(Excerpts from a dataset)
- - - - - - -
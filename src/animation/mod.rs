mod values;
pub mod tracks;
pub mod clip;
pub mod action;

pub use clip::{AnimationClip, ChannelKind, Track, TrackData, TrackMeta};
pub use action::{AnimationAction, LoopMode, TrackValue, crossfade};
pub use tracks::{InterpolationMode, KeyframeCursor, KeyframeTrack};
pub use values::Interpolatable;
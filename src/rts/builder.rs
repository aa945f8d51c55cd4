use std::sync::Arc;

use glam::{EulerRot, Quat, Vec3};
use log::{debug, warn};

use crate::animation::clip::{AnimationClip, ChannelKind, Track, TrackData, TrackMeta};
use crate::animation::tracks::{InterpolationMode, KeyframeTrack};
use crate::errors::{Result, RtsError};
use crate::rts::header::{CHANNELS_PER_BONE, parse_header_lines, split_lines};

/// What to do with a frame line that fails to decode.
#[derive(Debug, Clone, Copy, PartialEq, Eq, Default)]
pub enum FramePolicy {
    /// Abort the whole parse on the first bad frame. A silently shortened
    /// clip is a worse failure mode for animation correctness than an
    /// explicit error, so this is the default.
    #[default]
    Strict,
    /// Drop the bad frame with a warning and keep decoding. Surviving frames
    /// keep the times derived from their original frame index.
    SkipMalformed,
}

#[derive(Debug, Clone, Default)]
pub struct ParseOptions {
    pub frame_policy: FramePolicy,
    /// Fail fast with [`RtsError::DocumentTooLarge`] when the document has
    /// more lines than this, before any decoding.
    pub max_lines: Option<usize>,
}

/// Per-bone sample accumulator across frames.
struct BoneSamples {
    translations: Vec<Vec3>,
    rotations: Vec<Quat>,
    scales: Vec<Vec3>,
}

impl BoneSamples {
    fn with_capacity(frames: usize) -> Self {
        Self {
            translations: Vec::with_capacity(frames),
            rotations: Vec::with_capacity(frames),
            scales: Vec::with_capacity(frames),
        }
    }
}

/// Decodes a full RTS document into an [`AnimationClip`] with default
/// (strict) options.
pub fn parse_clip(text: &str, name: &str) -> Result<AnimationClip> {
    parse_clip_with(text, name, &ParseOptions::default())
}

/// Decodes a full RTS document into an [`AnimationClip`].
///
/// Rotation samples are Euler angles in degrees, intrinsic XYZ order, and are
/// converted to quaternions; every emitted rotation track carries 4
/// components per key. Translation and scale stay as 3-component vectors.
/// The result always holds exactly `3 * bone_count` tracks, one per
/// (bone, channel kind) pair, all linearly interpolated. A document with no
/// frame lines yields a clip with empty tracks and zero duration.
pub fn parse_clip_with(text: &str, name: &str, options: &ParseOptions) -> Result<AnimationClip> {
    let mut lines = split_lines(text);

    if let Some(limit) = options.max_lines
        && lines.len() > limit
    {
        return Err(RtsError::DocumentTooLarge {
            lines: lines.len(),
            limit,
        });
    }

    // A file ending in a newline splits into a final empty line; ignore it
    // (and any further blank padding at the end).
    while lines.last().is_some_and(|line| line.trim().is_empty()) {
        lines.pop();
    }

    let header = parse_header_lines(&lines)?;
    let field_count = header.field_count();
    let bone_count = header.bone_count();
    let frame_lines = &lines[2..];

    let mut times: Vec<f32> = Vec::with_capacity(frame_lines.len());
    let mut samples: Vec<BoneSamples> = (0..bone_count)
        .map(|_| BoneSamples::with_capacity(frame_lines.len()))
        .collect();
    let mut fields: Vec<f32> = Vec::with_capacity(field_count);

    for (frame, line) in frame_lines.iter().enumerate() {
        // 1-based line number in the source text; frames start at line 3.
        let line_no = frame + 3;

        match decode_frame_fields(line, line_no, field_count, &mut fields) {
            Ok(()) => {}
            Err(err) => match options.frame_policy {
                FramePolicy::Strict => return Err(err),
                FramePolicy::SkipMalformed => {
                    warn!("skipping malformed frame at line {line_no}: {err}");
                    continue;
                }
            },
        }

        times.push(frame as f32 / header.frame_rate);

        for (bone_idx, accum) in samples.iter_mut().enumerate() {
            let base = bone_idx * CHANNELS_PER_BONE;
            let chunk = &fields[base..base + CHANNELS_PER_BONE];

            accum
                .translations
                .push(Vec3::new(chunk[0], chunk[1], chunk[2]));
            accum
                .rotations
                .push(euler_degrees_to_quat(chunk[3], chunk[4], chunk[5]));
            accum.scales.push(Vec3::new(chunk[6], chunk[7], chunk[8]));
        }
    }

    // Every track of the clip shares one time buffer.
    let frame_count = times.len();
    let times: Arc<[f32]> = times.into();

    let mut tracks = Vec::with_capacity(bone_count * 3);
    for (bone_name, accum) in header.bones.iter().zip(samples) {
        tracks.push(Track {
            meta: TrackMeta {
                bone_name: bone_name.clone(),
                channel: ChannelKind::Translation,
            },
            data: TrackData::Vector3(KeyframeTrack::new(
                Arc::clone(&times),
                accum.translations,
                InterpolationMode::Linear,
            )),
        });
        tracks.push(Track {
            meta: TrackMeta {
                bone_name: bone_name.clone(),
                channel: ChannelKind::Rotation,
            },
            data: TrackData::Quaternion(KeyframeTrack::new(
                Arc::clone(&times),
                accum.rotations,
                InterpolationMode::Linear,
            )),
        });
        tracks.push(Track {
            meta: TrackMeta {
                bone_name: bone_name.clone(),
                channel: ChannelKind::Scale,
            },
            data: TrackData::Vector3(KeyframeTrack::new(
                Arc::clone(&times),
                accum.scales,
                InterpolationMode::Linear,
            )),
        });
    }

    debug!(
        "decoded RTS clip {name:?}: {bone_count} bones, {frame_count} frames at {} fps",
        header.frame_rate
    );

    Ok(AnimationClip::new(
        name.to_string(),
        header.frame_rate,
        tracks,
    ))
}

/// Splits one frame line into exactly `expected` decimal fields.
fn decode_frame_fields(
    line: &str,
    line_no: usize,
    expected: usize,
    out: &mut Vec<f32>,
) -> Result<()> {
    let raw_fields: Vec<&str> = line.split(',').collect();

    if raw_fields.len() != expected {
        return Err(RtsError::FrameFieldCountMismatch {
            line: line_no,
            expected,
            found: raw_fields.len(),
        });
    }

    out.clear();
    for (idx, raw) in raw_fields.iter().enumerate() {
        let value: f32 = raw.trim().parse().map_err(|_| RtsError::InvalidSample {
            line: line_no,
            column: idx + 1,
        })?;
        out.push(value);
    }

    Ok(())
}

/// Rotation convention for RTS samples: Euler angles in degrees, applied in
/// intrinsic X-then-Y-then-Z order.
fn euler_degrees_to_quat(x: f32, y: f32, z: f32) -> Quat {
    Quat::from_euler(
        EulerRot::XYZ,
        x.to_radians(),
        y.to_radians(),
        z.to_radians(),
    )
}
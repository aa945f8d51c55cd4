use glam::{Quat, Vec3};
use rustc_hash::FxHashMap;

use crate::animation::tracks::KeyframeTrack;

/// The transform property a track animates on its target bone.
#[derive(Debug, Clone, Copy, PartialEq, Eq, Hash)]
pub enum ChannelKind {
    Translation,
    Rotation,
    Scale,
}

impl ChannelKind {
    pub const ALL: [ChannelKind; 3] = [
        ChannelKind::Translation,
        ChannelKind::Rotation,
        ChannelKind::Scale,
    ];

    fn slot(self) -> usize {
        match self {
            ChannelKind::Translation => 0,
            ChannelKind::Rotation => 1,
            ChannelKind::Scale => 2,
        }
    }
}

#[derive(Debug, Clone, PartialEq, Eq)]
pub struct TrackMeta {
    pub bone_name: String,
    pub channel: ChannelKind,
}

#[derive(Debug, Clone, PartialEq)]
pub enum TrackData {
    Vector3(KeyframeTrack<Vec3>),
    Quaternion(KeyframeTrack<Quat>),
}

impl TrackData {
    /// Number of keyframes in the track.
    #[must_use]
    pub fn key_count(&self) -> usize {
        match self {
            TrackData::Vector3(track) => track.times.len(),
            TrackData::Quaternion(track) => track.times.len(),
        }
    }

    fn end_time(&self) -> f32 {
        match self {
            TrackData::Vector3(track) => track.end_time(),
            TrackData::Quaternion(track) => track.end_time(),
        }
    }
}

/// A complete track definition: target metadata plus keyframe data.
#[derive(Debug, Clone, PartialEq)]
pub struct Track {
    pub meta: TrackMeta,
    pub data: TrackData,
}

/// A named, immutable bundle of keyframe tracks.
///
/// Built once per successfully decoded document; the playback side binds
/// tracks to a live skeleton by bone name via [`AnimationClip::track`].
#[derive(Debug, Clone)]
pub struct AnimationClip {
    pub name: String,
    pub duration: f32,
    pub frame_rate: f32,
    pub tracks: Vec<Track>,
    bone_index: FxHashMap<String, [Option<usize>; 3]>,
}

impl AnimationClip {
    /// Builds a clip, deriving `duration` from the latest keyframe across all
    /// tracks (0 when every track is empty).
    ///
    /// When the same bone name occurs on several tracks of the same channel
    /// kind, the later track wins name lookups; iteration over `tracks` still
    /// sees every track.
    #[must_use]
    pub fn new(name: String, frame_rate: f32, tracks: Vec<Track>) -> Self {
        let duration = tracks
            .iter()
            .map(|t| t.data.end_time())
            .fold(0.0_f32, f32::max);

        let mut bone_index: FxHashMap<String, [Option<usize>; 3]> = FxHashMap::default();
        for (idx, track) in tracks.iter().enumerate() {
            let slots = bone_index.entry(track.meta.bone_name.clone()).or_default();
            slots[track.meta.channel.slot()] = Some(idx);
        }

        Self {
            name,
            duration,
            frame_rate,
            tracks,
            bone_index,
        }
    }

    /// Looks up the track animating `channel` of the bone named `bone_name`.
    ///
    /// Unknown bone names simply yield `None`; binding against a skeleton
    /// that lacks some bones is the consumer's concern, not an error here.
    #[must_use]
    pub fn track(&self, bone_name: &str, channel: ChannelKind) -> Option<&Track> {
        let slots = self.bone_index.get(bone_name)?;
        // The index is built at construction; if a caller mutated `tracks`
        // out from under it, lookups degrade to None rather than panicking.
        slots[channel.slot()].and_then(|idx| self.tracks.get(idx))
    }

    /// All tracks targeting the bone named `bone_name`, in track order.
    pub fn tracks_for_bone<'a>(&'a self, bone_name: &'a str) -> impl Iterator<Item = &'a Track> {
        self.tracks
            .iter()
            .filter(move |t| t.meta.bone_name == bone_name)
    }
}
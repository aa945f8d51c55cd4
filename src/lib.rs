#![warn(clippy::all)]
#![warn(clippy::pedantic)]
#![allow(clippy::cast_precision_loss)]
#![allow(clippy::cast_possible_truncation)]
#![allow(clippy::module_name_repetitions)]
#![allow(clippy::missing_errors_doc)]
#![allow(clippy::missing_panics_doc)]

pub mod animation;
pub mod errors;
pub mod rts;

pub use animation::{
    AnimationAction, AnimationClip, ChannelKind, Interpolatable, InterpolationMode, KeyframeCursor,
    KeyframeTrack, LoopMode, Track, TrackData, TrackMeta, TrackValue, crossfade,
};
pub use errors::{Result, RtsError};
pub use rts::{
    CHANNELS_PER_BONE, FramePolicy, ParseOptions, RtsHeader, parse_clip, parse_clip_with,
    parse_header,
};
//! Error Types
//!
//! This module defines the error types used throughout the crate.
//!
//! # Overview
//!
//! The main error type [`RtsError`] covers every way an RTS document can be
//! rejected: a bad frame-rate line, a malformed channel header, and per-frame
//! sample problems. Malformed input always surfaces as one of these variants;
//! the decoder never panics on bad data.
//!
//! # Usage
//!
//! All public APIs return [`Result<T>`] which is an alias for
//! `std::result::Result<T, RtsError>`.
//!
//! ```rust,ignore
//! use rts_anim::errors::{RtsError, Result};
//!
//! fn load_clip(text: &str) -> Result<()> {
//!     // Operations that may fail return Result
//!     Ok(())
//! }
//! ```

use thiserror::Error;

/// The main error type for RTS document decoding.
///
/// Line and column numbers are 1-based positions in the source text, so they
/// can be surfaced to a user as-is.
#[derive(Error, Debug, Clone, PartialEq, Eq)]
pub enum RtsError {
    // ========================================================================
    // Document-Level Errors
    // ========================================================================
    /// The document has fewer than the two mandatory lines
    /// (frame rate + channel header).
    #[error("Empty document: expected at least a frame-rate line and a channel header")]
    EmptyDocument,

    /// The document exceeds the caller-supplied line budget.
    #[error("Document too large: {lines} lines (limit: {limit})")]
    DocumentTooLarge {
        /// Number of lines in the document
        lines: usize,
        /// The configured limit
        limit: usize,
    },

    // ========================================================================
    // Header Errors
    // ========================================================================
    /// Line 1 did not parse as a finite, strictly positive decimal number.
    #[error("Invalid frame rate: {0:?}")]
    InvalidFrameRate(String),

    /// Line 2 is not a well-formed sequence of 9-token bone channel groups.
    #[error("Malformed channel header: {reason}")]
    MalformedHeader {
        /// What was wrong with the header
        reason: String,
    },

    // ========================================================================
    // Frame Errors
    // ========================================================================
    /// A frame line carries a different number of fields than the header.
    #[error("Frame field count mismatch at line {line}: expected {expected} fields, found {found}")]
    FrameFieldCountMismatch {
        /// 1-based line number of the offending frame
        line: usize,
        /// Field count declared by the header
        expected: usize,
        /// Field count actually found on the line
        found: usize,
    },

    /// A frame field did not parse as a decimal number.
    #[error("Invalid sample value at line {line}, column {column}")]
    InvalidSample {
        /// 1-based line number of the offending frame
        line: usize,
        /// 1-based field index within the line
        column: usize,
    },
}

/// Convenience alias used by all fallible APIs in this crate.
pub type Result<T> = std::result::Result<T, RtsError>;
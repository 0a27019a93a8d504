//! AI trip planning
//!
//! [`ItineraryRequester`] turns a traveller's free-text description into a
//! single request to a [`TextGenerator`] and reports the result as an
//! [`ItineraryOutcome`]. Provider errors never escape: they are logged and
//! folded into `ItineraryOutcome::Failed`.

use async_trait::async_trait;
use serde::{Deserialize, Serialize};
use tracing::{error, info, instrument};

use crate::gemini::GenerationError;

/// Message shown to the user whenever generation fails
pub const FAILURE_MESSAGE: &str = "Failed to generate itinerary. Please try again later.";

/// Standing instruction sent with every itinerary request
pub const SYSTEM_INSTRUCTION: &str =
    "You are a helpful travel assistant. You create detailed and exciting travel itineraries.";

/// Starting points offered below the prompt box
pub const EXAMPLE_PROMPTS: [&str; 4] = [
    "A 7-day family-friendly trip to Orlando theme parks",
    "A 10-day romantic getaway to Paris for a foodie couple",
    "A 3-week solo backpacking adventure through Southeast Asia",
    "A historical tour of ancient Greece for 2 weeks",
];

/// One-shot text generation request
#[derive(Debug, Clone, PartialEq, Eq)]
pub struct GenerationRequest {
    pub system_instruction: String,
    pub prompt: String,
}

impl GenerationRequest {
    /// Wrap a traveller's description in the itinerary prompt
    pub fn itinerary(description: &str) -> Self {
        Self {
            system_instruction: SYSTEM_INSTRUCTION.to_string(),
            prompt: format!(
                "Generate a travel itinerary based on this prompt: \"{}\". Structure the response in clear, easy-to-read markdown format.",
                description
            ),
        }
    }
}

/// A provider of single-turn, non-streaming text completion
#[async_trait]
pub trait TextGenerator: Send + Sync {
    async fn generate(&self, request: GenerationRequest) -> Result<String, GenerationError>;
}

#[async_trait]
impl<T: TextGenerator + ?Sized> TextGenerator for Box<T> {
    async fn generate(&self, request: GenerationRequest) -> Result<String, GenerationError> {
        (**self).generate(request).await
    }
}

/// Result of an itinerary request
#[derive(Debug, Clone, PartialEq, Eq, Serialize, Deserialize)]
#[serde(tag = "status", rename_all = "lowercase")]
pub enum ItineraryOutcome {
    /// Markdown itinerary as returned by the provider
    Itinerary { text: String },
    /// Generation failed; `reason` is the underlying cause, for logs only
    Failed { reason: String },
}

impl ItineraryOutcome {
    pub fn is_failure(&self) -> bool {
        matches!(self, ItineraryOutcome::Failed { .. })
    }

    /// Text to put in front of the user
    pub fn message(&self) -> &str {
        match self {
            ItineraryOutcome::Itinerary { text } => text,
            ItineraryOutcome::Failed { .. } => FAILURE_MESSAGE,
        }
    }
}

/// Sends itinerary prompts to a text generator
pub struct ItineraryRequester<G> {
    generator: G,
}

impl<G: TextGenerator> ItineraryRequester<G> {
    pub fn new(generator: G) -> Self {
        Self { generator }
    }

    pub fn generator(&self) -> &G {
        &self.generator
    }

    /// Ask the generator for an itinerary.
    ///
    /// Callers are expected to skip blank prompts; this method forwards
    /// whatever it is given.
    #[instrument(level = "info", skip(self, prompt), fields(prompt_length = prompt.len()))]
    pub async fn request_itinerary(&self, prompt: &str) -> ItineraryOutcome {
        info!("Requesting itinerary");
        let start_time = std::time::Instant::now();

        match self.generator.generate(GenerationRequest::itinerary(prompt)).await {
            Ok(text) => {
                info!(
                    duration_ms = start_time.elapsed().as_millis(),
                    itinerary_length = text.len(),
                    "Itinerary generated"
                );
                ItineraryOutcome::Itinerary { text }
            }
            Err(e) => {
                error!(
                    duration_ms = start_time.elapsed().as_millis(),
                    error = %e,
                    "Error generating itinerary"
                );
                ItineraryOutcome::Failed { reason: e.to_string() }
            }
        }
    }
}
- - - - - - -
What the task requires
Verbatim output is expected for the lines from the start of the data to the line in which "use std::sync::Arc;" appears, both included.

Task output
filename src/animation/mod.rs
mod values;
pub mod tracks;
pub mod clip;
pub mod action;

pub use clip::{AnimationClip, ChannelKind, Track, TrackData, TrackMeta};
pub use action::{AnimationAction, LoopMode, TrackValue, crossfade};
pub use tracks::{InterpolationMode, KeyframeCursor, KeyframeTrack};
pub use values::Interpolatable;
filename src/rts/builder.rs
repository aa945f8d51c55cd4
use std::sync::Arc;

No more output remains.